---- Given entries

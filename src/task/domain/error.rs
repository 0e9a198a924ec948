//! Error types for parsing task enumerations.

use thiserror::Error;

/// Error returned while parsing a task type from its wire name.
#[derive(Debug, Clone, Error, PartialEq, Eq)]
#[error("unknown task type: {0}")]
pub struct ParseTaskTypeError(pub String);

/// Error returned while parsing a task status from its wire name.
#[derive(Debug, Clone, Error, PartialEq, Eq)]
#[error("unknown task status: {0}")]
pub struct ParseTaskStatusError(pub String);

--------

● What the exercise asks
Copy every line of the records above exactly.

● Result of the task
filename src/task/domain/error.rs
repository 0e9a198a924ec948
//! Error types for parsing task enumerations.

use thiserror::Error;

/// Error returned while parsing a task type from its wire name.
#[derive(Debug, Clone, Error, PartialEq, Eq)]
#[error("unknown task type: {0}")]
pub struct ParseTaskTypeError(pub String);

/// Error returned while parsing a task status from its wire name.
#[derive(Debug, Clone, Error, PartialEq, Eq)]
#[error("unknown task status: {0}")]
pub struct ParseTaskStatusError(pub String);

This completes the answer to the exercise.